London was at its fullest and gayest. Mr. Erskine had been well known there, making his yearly visits, taking a great house, and attracting round him all the talent of the day. A very rich man, thoroughly well educated, with a fine place in Scotland, and his beautiful wife Lucia by his side, he found himself welcome, and made others in their turn welcome too. Now all this was past. For two seasons London had missed Mr. Erskine, and he had been regretted and lamented over, as a confirmed invalid. Now he was dead. And after a little brief wonder and sorrow the attention of the world was fixed upon his heir, and people of fashion, pleasure, and literature got ready their best smiles for his approval.

Horace had been well enough known once. Never exactly sought after by heads of homes, for he was too much of a speculation. He was known to be in debt; and all inquiries as to his uncle's property had been quenched again and again by those telling words, "no entail." But Horace had had his own world; and had been only too much of a hero in it. That world, however, had lost him; and as the wheels of fashion's chariot fly fast, the dust of the light road rises as a cloud and hides the past, and the people that belonged to Horace Erskine had been left behind and forgotten. Now, however, Memory was alive, and brushing up her recollections; and Memory had found a tongue, and was hoping and prophesying to the fullest extent of friend Gossip's requirements, when the news came that Horace Erskine had arrived. "He has taken that charming house looking on to the park. Mr. Tudor had seen him. Nobody would know him. Broken nose, my dear! And he was so handsome. He is lame, too--or if not lame, he has a stiff shoulder. I forget which it is. He was nearly killed by some mad animal in the park at Beremouth. He behaved with the most wonderful courage, actually fought and conquered! But he was gored and trampled on--nearly trampled to death. I heard all the particulars at the time. His chest was injured, and he was sent to a warmer climate. And there he turned Papist.

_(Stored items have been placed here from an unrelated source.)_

//! `Kayda` HTTP server.
//!
//! Wires together the core repositories, storage backend, and HTTP routes
//! into a running Axum server serving the JSON API for acts, groups,
//! sections and accounts.

pub mod app;
pub mod config;
pub mod error;
pub mod middleware;
pub mod routes;
pub mod state;
//! Liveness probe: `GET /health`

use std::sync::Arc;

use axum::routing::get;
use axum::{Json, Router};
use serde::Serialize;

use crate::state::AppState;

pub fn router() -> Router<Arc<AppState>> {
    Router::new().route("/health", get(health))
}

#[derive(Debug, Serialize)]
pub struct HealthResponse {
    pub status: &'static str,
    pub version: &'static str,
}

async fn health() -> Json<HealthResponse> {
    Json(HealthResponse {
        status: "ok",
        version: env!("CARGO_PKG_VERSION"),
    })
}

He did, indeed! and his uncle never forgave him. But I suspect it was a love affair. You know he has brought his wife home. And she is lovely, everybody who has seen her says. She is so very still--too quiet--too statuesque--that is her only fault in fact. But all the world is talking of her, and if you have not yet seen her lose no time in getting introduced; she is the wonder of the day."

And so ran the talk--and such was Eleanor's welcome as Horace Erskine's wife. Her husband had really repented, and had sought her, and won her heart all over again, and married her once more.

To have these great triumphs of joy and justice in her life was granted to Jenifer's Prayer.